(Beginning of Supplied data)

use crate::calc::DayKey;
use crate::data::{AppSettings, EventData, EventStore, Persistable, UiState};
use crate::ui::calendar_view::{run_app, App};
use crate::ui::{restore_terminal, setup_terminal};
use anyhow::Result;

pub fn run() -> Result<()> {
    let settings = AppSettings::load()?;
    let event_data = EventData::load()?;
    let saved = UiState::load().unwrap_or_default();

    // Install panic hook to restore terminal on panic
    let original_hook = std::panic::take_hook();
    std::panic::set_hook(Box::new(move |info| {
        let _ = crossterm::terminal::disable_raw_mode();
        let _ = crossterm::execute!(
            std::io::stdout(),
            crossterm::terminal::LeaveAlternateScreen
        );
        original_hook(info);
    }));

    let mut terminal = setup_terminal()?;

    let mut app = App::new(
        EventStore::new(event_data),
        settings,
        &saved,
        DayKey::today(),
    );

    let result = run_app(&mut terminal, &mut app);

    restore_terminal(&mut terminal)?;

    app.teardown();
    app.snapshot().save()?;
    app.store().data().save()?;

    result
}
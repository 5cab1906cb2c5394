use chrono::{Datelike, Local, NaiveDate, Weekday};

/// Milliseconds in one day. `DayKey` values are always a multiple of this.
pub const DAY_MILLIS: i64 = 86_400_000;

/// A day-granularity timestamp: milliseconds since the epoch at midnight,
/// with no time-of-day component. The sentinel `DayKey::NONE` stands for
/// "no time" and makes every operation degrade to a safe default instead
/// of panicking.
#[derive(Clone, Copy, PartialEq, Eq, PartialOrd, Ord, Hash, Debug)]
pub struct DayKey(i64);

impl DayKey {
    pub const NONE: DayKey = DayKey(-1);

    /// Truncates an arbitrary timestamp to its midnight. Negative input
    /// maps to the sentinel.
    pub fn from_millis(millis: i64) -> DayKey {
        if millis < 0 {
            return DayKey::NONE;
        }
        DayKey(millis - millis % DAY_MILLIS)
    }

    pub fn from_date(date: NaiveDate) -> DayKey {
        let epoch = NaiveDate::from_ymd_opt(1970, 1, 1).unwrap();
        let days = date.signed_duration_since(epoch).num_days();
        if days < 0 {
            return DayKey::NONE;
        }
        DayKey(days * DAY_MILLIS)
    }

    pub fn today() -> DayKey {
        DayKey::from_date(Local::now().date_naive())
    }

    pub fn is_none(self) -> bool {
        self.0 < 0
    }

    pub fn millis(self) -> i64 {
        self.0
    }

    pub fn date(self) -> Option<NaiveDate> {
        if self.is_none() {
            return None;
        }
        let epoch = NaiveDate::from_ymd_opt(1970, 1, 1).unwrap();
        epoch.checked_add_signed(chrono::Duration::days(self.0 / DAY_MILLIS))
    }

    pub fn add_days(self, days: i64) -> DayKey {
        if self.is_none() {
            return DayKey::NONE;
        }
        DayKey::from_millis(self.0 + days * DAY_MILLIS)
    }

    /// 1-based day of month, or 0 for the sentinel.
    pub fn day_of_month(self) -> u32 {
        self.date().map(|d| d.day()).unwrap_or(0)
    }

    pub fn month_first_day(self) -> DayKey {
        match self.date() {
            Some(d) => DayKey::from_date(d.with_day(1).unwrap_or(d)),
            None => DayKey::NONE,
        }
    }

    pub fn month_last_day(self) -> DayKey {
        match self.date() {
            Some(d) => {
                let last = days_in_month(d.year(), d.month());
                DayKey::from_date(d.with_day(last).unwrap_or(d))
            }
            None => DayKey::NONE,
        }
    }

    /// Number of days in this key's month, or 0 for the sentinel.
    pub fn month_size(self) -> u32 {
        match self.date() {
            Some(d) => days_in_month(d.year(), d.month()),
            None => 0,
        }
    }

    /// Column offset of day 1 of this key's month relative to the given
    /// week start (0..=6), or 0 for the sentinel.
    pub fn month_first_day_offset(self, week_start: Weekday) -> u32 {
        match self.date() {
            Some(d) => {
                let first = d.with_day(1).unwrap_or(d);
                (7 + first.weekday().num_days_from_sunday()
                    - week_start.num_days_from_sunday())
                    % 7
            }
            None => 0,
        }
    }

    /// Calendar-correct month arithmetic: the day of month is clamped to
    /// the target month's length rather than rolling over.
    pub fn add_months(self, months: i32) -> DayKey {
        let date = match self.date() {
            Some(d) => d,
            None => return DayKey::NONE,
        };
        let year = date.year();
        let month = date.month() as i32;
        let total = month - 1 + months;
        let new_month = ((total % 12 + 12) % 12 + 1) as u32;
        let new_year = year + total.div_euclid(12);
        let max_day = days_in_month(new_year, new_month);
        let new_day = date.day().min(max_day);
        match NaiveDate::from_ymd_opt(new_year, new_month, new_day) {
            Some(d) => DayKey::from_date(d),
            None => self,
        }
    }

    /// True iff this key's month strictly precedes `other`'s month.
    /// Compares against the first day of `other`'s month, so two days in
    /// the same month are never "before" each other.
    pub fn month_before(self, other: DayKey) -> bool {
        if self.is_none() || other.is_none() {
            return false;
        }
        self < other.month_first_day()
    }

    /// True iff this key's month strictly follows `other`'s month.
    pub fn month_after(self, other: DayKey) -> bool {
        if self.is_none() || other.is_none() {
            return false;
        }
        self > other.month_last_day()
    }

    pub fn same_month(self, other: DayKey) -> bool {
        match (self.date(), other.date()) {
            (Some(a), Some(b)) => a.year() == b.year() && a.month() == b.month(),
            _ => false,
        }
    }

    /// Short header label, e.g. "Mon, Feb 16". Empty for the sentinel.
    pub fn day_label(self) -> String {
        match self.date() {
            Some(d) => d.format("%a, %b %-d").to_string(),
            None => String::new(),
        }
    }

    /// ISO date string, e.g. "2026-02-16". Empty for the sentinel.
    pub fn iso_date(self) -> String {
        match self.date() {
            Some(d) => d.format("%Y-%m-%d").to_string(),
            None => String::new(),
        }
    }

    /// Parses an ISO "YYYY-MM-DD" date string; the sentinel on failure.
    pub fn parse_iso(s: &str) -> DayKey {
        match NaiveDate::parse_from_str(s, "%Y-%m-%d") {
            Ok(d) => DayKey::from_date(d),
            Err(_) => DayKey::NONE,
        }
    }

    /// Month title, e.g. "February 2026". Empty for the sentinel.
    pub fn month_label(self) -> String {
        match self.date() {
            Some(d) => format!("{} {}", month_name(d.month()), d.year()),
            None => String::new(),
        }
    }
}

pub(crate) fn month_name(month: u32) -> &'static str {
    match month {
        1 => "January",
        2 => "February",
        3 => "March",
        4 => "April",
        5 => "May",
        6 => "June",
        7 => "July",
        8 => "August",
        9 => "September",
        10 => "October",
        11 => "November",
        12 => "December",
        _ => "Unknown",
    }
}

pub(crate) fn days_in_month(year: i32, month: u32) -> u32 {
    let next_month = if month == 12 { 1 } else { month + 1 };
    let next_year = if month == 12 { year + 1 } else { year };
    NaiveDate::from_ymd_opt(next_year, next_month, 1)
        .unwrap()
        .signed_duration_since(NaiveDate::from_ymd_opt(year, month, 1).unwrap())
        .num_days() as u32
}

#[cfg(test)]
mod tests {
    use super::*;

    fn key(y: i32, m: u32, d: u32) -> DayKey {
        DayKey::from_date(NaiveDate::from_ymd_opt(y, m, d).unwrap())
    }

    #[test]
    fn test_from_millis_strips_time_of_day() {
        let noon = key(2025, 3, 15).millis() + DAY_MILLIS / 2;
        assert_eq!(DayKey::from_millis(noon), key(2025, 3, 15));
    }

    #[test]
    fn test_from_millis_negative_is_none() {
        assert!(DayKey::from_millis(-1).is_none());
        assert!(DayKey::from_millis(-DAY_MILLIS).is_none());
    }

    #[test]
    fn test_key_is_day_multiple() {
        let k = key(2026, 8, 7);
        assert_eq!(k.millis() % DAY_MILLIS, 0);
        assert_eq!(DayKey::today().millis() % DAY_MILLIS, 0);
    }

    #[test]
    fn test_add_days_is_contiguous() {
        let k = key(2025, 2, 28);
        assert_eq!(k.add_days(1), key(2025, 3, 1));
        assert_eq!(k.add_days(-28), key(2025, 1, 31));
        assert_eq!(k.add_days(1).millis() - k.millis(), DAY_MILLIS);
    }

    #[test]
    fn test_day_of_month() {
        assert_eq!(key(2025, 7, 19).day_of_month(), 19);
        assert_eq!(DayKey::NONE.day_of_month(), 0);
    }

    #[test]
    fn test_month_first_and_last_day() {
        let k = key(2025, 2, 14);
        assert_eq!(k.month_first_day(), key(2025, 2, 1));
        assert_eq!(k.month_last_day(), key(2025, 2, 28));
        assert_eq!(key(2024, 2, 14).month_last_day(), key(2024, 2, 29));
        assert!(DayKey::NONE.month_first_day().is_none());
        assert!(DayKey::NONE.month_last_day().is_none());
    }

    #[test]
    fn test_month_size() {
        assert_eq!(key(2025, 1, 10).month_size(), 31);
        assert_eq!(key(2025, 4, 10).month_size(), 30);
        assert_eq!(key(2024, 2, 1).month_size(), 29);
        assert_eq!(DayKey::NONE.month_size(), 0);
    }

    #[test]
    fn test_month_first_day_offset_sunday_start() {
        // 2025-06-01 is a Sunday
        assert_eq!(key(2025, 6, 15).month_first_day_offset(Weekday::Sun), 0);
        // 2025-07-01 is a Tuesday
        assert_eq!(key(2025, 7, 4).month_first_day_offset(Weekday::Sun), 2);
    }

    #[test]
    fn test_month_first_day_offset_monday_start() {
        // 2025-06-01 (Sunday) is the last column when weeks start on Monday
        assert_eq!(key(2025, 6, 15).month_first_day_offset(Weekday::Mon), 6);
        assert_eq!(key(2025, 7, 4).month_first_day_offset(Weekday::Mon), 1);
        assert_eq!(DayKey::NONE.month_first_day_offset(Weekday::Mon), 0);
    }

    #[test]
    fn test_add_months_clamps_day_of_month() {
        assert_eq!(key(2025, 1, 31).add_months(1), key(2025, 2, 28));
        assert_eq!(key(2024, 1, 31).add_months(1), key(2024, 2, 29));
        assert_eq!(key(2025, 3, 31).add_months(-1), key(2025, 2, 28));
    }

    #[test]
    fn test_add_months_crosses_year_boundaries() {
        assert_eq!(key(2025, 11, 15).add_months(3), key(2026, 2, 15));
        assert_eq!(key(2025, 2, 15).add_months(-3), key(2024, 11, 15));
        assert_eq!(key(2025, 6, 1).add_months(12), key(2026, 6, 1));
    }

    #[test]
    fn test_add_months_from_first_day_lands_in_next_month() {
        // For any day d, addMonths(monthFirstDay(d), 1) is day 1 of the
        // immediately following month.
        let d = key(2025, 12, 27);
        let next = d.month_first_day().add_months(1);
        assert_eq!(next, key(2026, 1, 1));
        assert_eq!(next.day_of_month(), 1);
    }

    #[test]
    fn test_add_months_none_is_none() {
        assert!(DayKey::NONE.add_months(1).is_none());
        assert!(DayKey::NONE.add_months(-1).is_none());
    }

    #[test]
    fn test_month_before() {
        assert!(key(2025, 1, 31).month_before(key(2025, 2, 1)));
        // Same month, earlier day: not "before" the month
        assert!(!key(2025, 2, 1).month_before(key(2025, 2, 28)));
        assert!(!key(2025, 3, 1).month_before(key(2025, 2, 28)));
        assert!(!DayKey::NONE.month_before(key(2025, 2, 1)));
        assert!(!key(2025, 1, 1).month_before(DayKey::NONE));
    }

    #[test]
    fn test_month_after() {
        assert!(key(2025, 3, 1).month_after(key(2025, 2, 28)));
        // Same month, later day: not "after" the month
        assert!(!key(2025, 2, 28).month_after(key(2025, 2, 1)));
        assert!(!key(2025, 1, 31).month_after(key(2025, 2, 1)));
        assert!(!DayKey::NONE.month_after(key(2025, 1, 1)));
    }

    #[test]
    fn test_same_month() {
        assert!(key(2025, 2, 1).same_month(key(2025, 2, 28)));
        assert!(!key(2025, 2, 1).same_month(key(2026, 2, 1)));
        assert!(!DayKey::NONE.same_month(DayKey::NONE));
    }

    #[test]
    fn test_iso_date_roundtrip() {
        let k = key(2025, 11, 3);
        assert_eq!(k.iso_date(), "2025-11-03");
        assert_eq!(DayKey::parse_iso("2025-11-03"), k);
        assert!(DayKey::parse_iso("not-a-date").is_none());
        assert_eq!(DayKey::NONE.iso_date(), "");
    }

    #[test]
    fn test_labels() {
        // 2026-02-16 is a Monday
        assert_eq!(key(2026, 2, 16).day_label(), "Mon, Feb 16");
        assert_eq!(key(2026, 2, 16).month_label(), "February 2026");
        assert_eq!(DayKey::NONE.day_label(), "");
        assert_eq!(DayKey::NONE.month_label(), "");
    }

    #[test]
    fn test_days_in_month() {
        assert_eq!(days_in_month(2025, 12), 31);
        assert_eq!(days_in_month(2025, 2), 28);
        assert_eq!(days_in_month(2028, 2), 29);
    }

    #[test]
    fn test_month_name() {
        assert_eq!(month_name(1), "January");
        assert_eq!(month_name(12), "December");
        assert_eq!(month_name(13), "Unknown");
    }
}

(End of Supplied data)

What is asked for is an exact copy of the lines above from the one containing "assert_eq!(next.day_of_month(), 1);" through the one containing "assert!(!key(2025, 2, 1).month_before(key(2025, 2, 28)));", and only those.

Reply to the task –
        assert_eq!(next.day_of_month(), 1);
    }

    #[test]
    fn test_add_months_none_is_none() {
        assert!(DayKey::NONE.add_months(1).is_none());
        assert!(DayKey::NONE.add_months(-1).is_none());
    }

    #[test]
    fn test_month_before() {
        assert!(key(2025, 1, 31).month_before(key(2025, 2, 1)));
        // Same month, earlier day: not "before" the month
        assert!(!key(2025, 2, 1).month_before(key(2025, 2, 28)));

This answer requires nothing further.